Develop your knowledge of the cards. The symbolic system matters. Study the traditional meanings, the numerological patterns, the elemental associations, the astrological correspondences. This is not rote memorization for its own sake — it is learning the vocabulary of a language so that when the deeper knowing speaks through it, you have the resources to understand what is being said.
Develop your intuition. Meditation, journaling, self-awareness practices, honest self-examination — all of these refine the instrument through which readings flow. A reader whose inner world is cluttered with unprocessed emotions, unexamined biases, and mental noise will produce cluttered readings. A reader who has done the inner work — who is relatively clear, present, and honest — will produce clearer readings.

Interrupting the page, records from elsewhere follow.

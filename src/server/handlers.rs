//! Request handlers.

use axum::extract::rejection::JsonRejection;
use axum::extract::State;
use axum::http::StatusCode;
use axum::response::{IntoResponse, Response};
use axum::Json;
use serde::{Deserialize, Serialize};
use serde_json::json;
use tracing::{debug, error, warn};

use super::AppState;
use crate::error::ExecutionError;
use crate::execution::{ConnectionState, ExecutionOutcome, ExecutionRequest};

/// Body of `POST /api/execute`.
///
/// Fields are optional here so that a missing field is reported as a
/// validation error rather than a malformed body.
#[derive(Debug, Default, Deserialize)]
pub struct ExecuteRequest {
    #[serde(default)]
    pub language: Option<String>,
    #[serde(default)]
    pub code: Option<String>,
    #[serde(default)]
    pub input: Option<String>,
}

/// Body of a successful `POST /api/execute`.
#[derive(Debug, Serialize)]
pub struct ExecuteResponse {
    pub output: String,
    pub error: String,
}

/// Error reply: a status and a single message.
#[derive(Debug)]
pub struct ApiError {
    status: StatusCode,
    message: String,
}

impl ApiError {
    pub fn new(status: StatusCode, message: impl Into<String>) -> Self {
        Self {
            status,
            message: message.into(),
        }
    }

    pub fn bad_request(message: impl Into<String>) -> Self {
        Self::new(StatusCode::BAD_REQUEST, message)
    }

    pub fn internal(message: impl Into<String>) -> Self {
        Self::new(StatusCode::INTERNAL_SERVER_ERROR, message)
    }
}

impl IntoResponse for ApiError {
    fn into_response(self) -> Response {
        (self.status, Json(json!({ "error": self.message }))).into_response()
    }
}

impl From<ExecutionError> for ApiError {
    fn from(err: ExecutionError) -> Self {
        if err.is_client_error() {
            return ApiError::bad_request(err.to_string());
        }

        match &err {
            ExecutionError::EngineUnavailable(reason) => {
                warn!(reason = %reason, "Rejected execution, sandbox engine unavailable");
            }
            ExecutionError::Timeout { .. } => {
                warn!(error = %err, "Execution timed out");
            }
            _ => {
                error!(phase = err.phase(), error = %err, "Execution failed");
            }
        }
        ApiError::internal(err.to_string())
    }
}

/// `GET /`
pub async fn health() -> Json<serde_json::Value> {
    Json(json!({ "status": "healthy" }))
}

/// `GET /health/engine`
pub async fn engine_health(State(state): State<AppState>) -> Response {
    let current = state.context.state().await;
    let status = if current == ConnectionState::Connected {
        StatusCode::OK
    } else {
        StatusCode::SERVICE_UNAVAILABLE
    };
    (status, Json(json!({ "state": current.to_string() }))).into_response()
}

/// `POST /api/execute`
pub async fn execute(
    State(state): State<AppState>,
    payload: Result<Json<ExecuteRequest>, JsonRejection>,
) -> Result<Json<ExecuteResponse>, ApiError> {
    let Json(body) = payload.map_err(|rejection| {
        debug!(error = %rejection, "Rejected request body");
        ApiError::bad_request("Invalid request body")
    })?;

    let (language, code) = match (body.language, body.code) {
        (Some(language), Some(code)) if !language.trim().is_empty() && !code.is_empty() => {
            (language, code)
        }
        _ => return Err(ExecutionError::EmptyCode.into()),
    };

    let mut request = ExecutionRequest::new(language, code);
    if let Some(input) = body.input {
        request = request.with_input(input);
    }

    let outcome = state.executor.execute(request).await?;
    respond(outcome)
}

/// Collapses an outcome into the public reply: a non-zero exit becomes an
/// error carrying stderr, or a generic message when stderr is empty.
fn respond(outcome: ExecutionOutcome) -> Result<Json<ExecuteResponse>, ApiError> {
    if outcome.succeeded() {
        return Ok(Json(ExecuteResponse {
            output: outcome.stdout,
            error: outcome.stderr,
        }));
    }

    debug!(
        job_id = %outcome.job_id,
        exit_code = outcome.exit_code,
        "Program exited with non-zero status"
    );
    if outcome.stderr.is_empty() {
        Err(ApiError::internal(format!(
            "Process exited with code {}",
            outcome.exit_code
        )))
    } else {
        Err(ApiError::internal(outcome.stderr))
    }
}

Hold both simultaneously. The best readings happen when you know the traditional meaning of the card and you are receptive to the intuitive impression that arises in the moment. Sometimes the traditional meaning is exactly right. Sometimes the intuition says something different — and when you trust it, the reading lands with greater accuracy than the textbook meaning would have provided. The art is in knowing when to follow the book and when to follow the whisper.
Do not worship the cards. They are tools. Beautiful, powerful, richly meaningful tools — but tools nonetheless. The insight is coming through them, not from them. If you find yourself unable to make a decision without pulling a card, or if you feel anxious when you don't have your deck with you, the tool has become a crutch. The intuition that speaks through the cards is also available to you without them — in silence, in dreams, in the quiet knowing that arises when you sit still and listen.
Do not dismiss the cards. The opposite trap is equally real. Some people, having learned that "it's all intuition," stop studying the cards, stop respecting the structure, and treat readings as free-association sessions decorated with random images. This produces vague, unreliable readings. The structure is not optional. It is the grammar of the symbolic language, and without grammar, language becomes gibberish.
The Real Skill
The real skill in Tarot is not memorization and not psychic ability. It is receptive intelligence — the capacity to hold the structured meaning of the cards and the unstructured flow of intuition simultaneously, allowing them to interact, to modify each other, to produce something that neither could produce alone.
This is a skill that can be developed. It is not a gift you either have or do not have. It is a practice — like any contemplative practice — that deepens with honest engagement over time. The cards are patient teachers. They will meet you wherever you are. And if you approach them with respect, curiosity, and the willingness to be surprised, they will show you things about yourself and others that you would not have seen otherwise.
Not because they are magic. But because they speak a language that the deepest part of your intelligence already understands.